The advantages of mediation are that it is relatively efficient (with the exception of very large, complicated cases, most disputes can be resolved in one to two days) and inexpensive. While the parties will often be represented by their lawyers in a mediation, this is not strictly necessary. Even if lawyers are involved, legal costs are usually relatively modest as there is no need to prepare extensive legal submissions or call witnesses to give evidence. The other significant advantage of mediation is that, from a statistical perspective, it is a highly successful form of ADR. The best mediators see over 90% of the cases referred to them settled either at or shortly after the mediation.
As with the negotiation, in order for mediation to work, both parties need to be prepared to negotiate in good faith and make concessions where appropriate. If one or both parties take an entrenched position and refuse to budge, mediation will not work. When it does work, mediation, with its focus on assisting the parties on reaching their own negotiated solution, can help to preserve the relationship between the two parties - something that is rarely achieved in litigation and arbitration.
Expert Determination and Early Neutral Evaluation
Expert determination is a process by which the issues in dispute will be referred to an expert nominated by the parties who will give a ruling on the papers without the need for a formal hearing.
Expert determination is often used in contracts which involve a technical element such as construction contracts, ship building contracts and contracts for the supply of engineering services. Typically, the parties will agree on a mechanism to appoint the expert such as the Institute of Chartered Surveyors in the case of a construction contract or Lloyds Surveyors in the case of ship building contract.
While the parties can agree to make the expert's ruling binding, although the usual practice is for the contract to provide that if one party disputes the expert's finding, the matter will be referred to arbitration or court proceedings. Even where the expert report is non binding, expert's determination can still be useful in giving the parties an indication of how an arbitral tribunal or court might rule on the issues in dispute, thus allowing the parties to assess their respective litigation risk before they embark on the expense of a court or arbitration hearing.
Early neutral evaluation is a very similar process to expert determination. It is a procedure by which a dispute is referred to an experienced lawyer or other professional who will give an indication to the parties as to how the tribunal or Court might rule on the matter if it were to proceed to a hearing.

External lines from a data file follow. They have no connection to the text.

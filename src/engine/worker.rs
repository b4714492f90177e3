//! Worker tasks: pull node ids from the ready queue, execute, report back.
//!
//! A worker owns nothing but channel ends. It marks itself active while a
//! node runs, forwards the node's streamed events to the dispatcher in
//! order, and finishes with a single terminal message carrying the run
//! result. Stopping is cooperative: a retire signal is only observed
//! between executions.

use std::sync::Arc;

use parking_lot::Mutex;
use tokio::sync::oneshot;
use tokio::task::JoinHandle;
use uuid::Uuid;

use super::pool::{WorkerId, WorkerPoolManager};
use crate::events::NodeEvent;
use crate::graph::Graph;
use crate::node::{NodeContext, NodeExecutionError, NodeRunResult};
use crate::state::GraphRuntimeState;
use crate::types::NodeId;

/// Messages a worker sends to the dispatcher.
pub(crate) enum WorkerMessage {
    /// A worker picked the node off the ready queue.
    Started {
        node_id: NodeId,
        execution_id: String,
    },
    /// An event the node emitted while running.
    Event(NodeEvent),
    /// The node's execution finished (successfully or not).
    Finished {
        node_id: NodeId,
        execution_id: String,
        result: Result<NodeRunResult, NodeExecutionError>,
    },
}

/// Handle the dispatcher keeps per spawned worker.
pub(crate) struct WorkerHandle {
    pub id: WorkerId,
    stop: Option<oneshot::Sender<()>>,
    _join: JoinHandle<()>,
}

impl WorkerHandle {
    /// Ask the worker to retire after its current execution.
    pub fn stop(&mut self) {
        if let Some(stop) = self.stop.take() {
            let _ = stop.send(());
        }
    }
}

/// Spawn one worker task.
pub(crate) fn spawn_worker(
    id: WorkerId,
    graph: Arc<Graph>,
    state: Arc<GraphRuntimeState>,
    ready_rx: flume::Receiver<NodeId>,
    messages: flume::Sender<WorkerMessage>,
    pool: Arc<Mutex<WorkerPoolManager>>,
) -> WorkerHandle {
    let (stop_tx, mut stop_rx) = oneshot::channel::<()>();

    let join = tokio::spawn(async move {
        tracing::debug!(worker_id = id, "worker started");
        loop {
            tokio::select! {
                _ = &mut stop_rx => break,
                next = ready_rx.recv_async() => match next {
                    // Ready queue closed: the dispatcher is gone.
                    Err(_) => break,
                    Ok(node_id) => {
                        pool.lock().track_worker_activity(id, true);
                        execute_node(&graph, &state, &messages, node_id).await;
                        pool.lock().track_worker_activity(id, false);
                    }
                }
            }
        }
        tracing::debug!(worker_id = id, "worker retired");
    });

    WorkerHandle {
        id,
        stop: Some(stop_tx),
        _join: join,
    }
}

async fn execute_node(
    graph: &Arc<Graph>,
    state: &Arc<GraphRuntimeState>,
    messages: &flume::Sender<WorkerMessage>,
    node_id: NodeId,
) {
    let Some(node) = graph.node(&node_id).cloned() else {
        tracing::warn!(node_id = %node_id, "ready queue produced unknown node id");
        return;
    };

    let execution_id = Uuid::new_v4().to_string();
    if messages
        .send(WorkerMessage::Started {
            node_id: node_id.clone(),
            execution_id: execution_id.clone(),
        })
        .is_err()
    {
        return;
    }

    // Forward the node's events to the dispatcher as they are emitted, and
    // make sure every forwarded event precedes the terminal message.
    let (event_tx, event_rx) = flume::unbounded::<NodeEvent>();
    let forward_to = messages.clone();
    let forwarder = tokio::spawn(async move {
        while let Ok(event) = event_rx.recv_async().await {
            if forward_to.send(WorkerMessage::Event(event)).is_err() {
                break;
            }
        }
    });

    let ctx = NodeContext::new(
        node_id.clone(),
        execution_id.clone(),
        Arc::clone(state),
        event_tx,
    );
    let result = node.run(ctx).await;

    // All context clones are gone once run returns; the forwarder drains
    // the remaining events and exits.
    let _ = forwarder.await;

    let _ = messages.send(WorkerMessage::Finished {
        node_id,
        execution_id,
        result,
    });
}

In essence, early neutral evaluation acts as non binding form of private judging. While it is not as prevalent as other forms of alternative dispute resolution, it can be useful in situations where the issue that is preventing the parties from settling is a dispute over a particular provision of law. In such cases, a senior lawyer practising in that area of law can give an impartial opinion on the point at issue which may assist the parties in properly assessing the merits of their claim and the litigation risks to which they may be exposed should the matter proceed to hearing.
Dispute resolution boards
Dispute review boards comprise of an impartial expert or panel of experts who are appointed for the duration of the contract to rule on any disputes that may arise during the performance of the contract.
Dispute review boards are commonly used in the United States on large construction projects although their use elsewhere in the world is growing. The dispute review board usually comprises of a panel of one to three persons who are available throughout the course of the contract to provide an impartial opinion on any legal or factual disputes that may arise. If a dispute arises during the course of the contract, the dispute review board can conduct a hearing whereby each party explains its position and answers any questions that the board may have. In the case of construction contracts, the members of the dispute board can conduct site visits and make enquiries as to the nature and status of the works.

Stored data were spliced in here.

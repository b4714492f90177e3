//! Engine configuration.
//!
//! Defaults suit embedded use; every knob can also come from the
//! environment (a `.env` file is honored through `dotenvy`), using the
//! `FLOWMESH_*` variables named below.

use std::time::Duration;

/// Tunables for one engine instance.
#[derive(Clone, Debug)]
pub struct EngineConfig {
    /// Lower bound on pool size. Clamped to at least 1.
    pub min_workers: usize,
    /// Upper bound on pool size. Clamped to at least `min_workers`.
    pub max_workers: usize,
    /// Ready-queue depth above which the pool grows.
    pub scale_up_threshold: usize,
    /// Idle duration after which a worker may be retired.
    pub scale_down_idle_time: Duration,
    /// Cadence of the idle scan and scaling checks.
    pub scale_check_interval: Duration,
    /// How often the dispatcher polls the command channel while idle.
    pub command_poll_interval: Duration,
    /// Wall-clock ceiling for a whole run.
    pub max_execution_time: Duration,
}

impl Default for EngineConfig {
    fn default() -> Self {
        EngineConfig {
            min_workers: 1,
            max_workers: 10,
            scale_up_threshold: 5,
            scale_down_idle_time: Duration::from_secs(30),
            scale_check_interval: Duration::from_secs(1),
            command_poll_interval: Duration::from_millis(100),
            max_execution_time: Duration::from_secs(600),
        }
    }
}

impl EngineConfig {
    /// Load configuration from the environment, falling back to defaults.
    ///
    /// Recognized variables: `FLOWMESH_MIN_WORKERS`, `FLOWMESH_MAX_WORKERS`,
    /// `FLOWMESH_SCALE_UP_THRESHOLD`, `FLOWMESH_SCALE_DOWN_IDLE_SECS`,
    /// `FLOWMESH_MAX_EXECUTION_SECS`.
    #[must_use]
    pub fn from_env() -> Self {
        // Best-effort; a missing .env file is not an error.
        let _ = dotenvy::dotenv();

        let mut config = EngineConfig::default();
        if let Some(v) = env_usize("FLOWMESH_MIN_WORKERS") {
            config.min_workers = v;
        }
        if let Some(v) = env_usize("FLOWMESH_MAX_WORKERS") {
            config.max_workers = v;
        }
        if let Some(v) = env_usize("FLOWMESH_SCALE_UP_THRESHOLD") {
            config.scale_up_threshold = v;
        }
        if let Some(v) = env_u64("FLOWMESH_SCALE_DOWN_IDLE_SECS") {
            config.scale_down_idle_time = Duration::from_secs(v);
        }
        if let Some(v) = env_u64("FLOWMESH_MAX_EXECUTION_SECS") {
            config.max_execution_time = Duration::from_secs(v);
        }
        config.normalize()
    }

    /// Clamp bounds into a usable range.
    #[must_use]
    pub fn normalize(mut self) -> Self {
        self.min_workers = self.min_workers.max(1);
        self.max_workers = self.max_workers.max(self.min_workers);
        self
    }
}

fn env_usize(key: &str) -> Option<usize> {
    std::env::var(key).ok()?.parse().ok()
}

fn env_u64(key: &str) -> Option<u64> {
    std::env::var(key).ok()?.parse().ok()
}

Typically, the dispute board will comprise of three members, one appointed by the employer, one appointed by the contractor with the two nominated board members appointing a third member as Chairman.
In most cases, the decision of the dispute resolution board will provide the parties with a ruling that will provisionally bind them until such time as one of the parties exercises its right to refer the dispute to arbitrational court proceedings. This is particularly useful in contracts for the performance of work where disputes about payment can threaten to halt the completion of the work.

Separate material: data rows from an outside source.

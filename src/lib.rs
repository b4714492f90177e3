//! # Flowmesh: Concurrent Graph Execution Engine
//!
//! Flowmesh runs workflow node graphs with a queue-based dispatcher, a
//! dynamically scaled worker pool, per-field streaming-output coordination,
//! cooperative cancellation, and snapshot-based pause/resume for
//! human-in-the-loop steps.
//!
//! ## Core Concepts
//!
//! - **Graph**: immutable DAG of nodes with optional branch selectors on
//!   edges, validated for full reachability at build time
//! - **Node**: capability interface for units of work; concrete node
//!   business logic lives outside the crate
//! - **GraphRuntimeState**: the variable pool plus execution bookkeeping,
//!   serializable to an opaque, versioned snapshot
//! - **GraphEngine**: the orchestrator — workers, routing, streaming,
//!   pause, terminal events
//! - **ResumeChannel**: live-session resume signaling for paused runs
//!
//! ## Building a Workflow
//!
//! ```rust
//! use async_trait::async_trait;
//! use flowmesh::graph::Graph;
//! use flowmesh::node::{Node, NodeContext, NodeExecutionError, NodeRunResult};
//! use flowmesh::segment::Segment;
//! use flowmesh::types::NodeType;
//!
//! struct Echo;
//!
//! #[async_trait]
//! impl Node for Echo {
//!     async fn run(&self, _ctx: NodeContext) -> Result<NodeRunResult, NodeExecutionError> {
//!         Ok(NodeRunResult::empty().with_output("text", Segment::from("hello")))
//!     }
//!
//!     fn node_type(&self) -> NodeType {
//!         NodeType::Custom("echo".into())
//!     }
//! }
//!
//! let graph = Graph::new()
//!     .add_root("start", Echo)
//!     .add_node("end", Echo, "start", None)
//!     .build()
//!     .expect("valid graph");
//! assert_eq!(graph.node_count(), 2);
//! ```
//!
//! ## Running
//!
//! ```rust,no_run
//! # use std::sync::Arc;
//! # async fn example(graph: Arc<flowmesh::graph::Graph>) {
//! use flowmesh::engine::GraphEngine;
//! use flowmesh::state::GraphRuntimeState;
//!
//! let state = Arc::new(GraphRuntimeState::new());
//! let events = GraphEngine::with_defaults(graph, Arc::clone(&state)).run();
//! while let Some(_event) = events.next().await {
//!     // React to lifecycle, stream chunks, and the terminal event.
//! }
//!
//! // After a GraphRunPaused event:
//! let blob = state.dumps().expect("snapshot");
//! // ...persist blob; later, GraphRuntimeState::from_snapshot(&blob) + run()
//! // resumes identically.
//! # }
//! ```
//!
//! ## Module Guide
//!
//! - [`graph`] - Graph model, builder, and topology queries
//! - [`node`] - Node capability trait and execution context
//! - [`engine`] - Engine, worker pool, command channel, response coordinator
//! - [`state`] - Runtime state and snapshots
//! - [`variable_pool`] / [`segment`] - Selector-keyed value store
//! - [`events`] - Node and engine event vocabulary
//! - [`template`] - Response templates
//! - [`resume`] - Live-session resume channels and registry
//! - [`forms`] - Human-input collaborator surface

pub mod config;
pub mod engine;
pub mod events;
pub mod forms;
pub mod graph;
pub mod node;
pub mod resume;
pub mod segment;
pub mod snapshot;
pub mod state;
pub mod telemetry;
pub mod template;
pub mod types;
pub mod variable_pool;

Adjudication is method of dispute resolution where an independent adjudicator resolves a dispute by providing a ruling which is provisionally binding on the parties pending the final determination of the parties' rights by arbitration or court proceedings. In some countries, adjudication is available as a statutory remedy, although the parties can agree on their own procedure in their contract.
Typically, adjudication will provide for the exchange of legal submissions, the filing of witness statements and an oral hearing where witnesses can be called to give evidence in person and be cross examined. To that end, adjudication is a more formal process than many other forms of ADR and can be described as a "mini trial". A key feature of adjudication, however, is that it places reasonably strict limits on the time frame for undertaking these procedural steps. In most adjudications, the emphasis is on providing a fast track procedure for the issuing of the adjudicator's award within a specified period of time so as not to delay or frustrate the contract.
As with dispute boards, adjudication will provide the parties with a ruling that will provisionally bind them until such time as one of the parties exercises its right to refer the dispute to arbitrational court proceedings.
Why use ADR?
There are many reasons why parties to a contract should consider including some form of ADR in the dispute resolution clause in their contract. As stated above, one of the primary advantages of ADR is that it is a significantly less expensive means of resolving disputes than arbitrational court proceedings. As a general rule, ADR is usually less time consuming than arbitrational court proceedings. In all of the forms of ADR discussed above, the emphasis is on resolving the dispute as quickly and efficiently as possible.
Another benefit of ADR is that it gives the parties control over the process. The parties can set their own time table for the form of ADR they wish to use and are not subject to the dictates of a judge.
ADR is also a useful means by which the parties can preserve their contractual relationship. If a dispute arises in the course of the performance of the contract, or between the parties to a contract who are likely to deal with each other in the future, arbitration or court proceedings may be disastrous. Arbitration and litigation is, to a large extent, a zero sum game. When a court or tribunal issues a ruling, there will be a winner and a loser and at least one party (frequently both) will come away disappointed with the result. ADR, however, gives the parties an opportunity to settle disputes on terms that are mutually agreeable to both parties. This can assist the parties to avoid being drawn into a lengthy and expensive legal argument which may end up poisoning the relationship between the parties.
With the exception of certain industries such as insurance, construction and shipping, ADR is not widely used in the Middle East. Frequently, parties will resort to arbitration or court proceedings to resolve their differences. In these testing economic times, however, arbitration and litigation may be the last thing the parties to a contract want or need. ADR offers contracting parties a means by which they can resolve their disputes quickly and efficiently without the need to get bogged down in time consuming and expensive proceedings.
When entering into a contract, therefore, parties would be well advised to consider including a dispute resolution clause which provides for one or more of the forms of ADR set out above.
1. Whilst arbitration is considered a form of alternative dispute resolution, it is a highly formal process which shares many similarities to court proceedings. As such, it cannot really be considered a form of ADR. We will discuss arbitration in the second article in this series.
The content of this article is intended to provide a general guide to the subject matter. Specialist advice should be sought about your specific circumstances.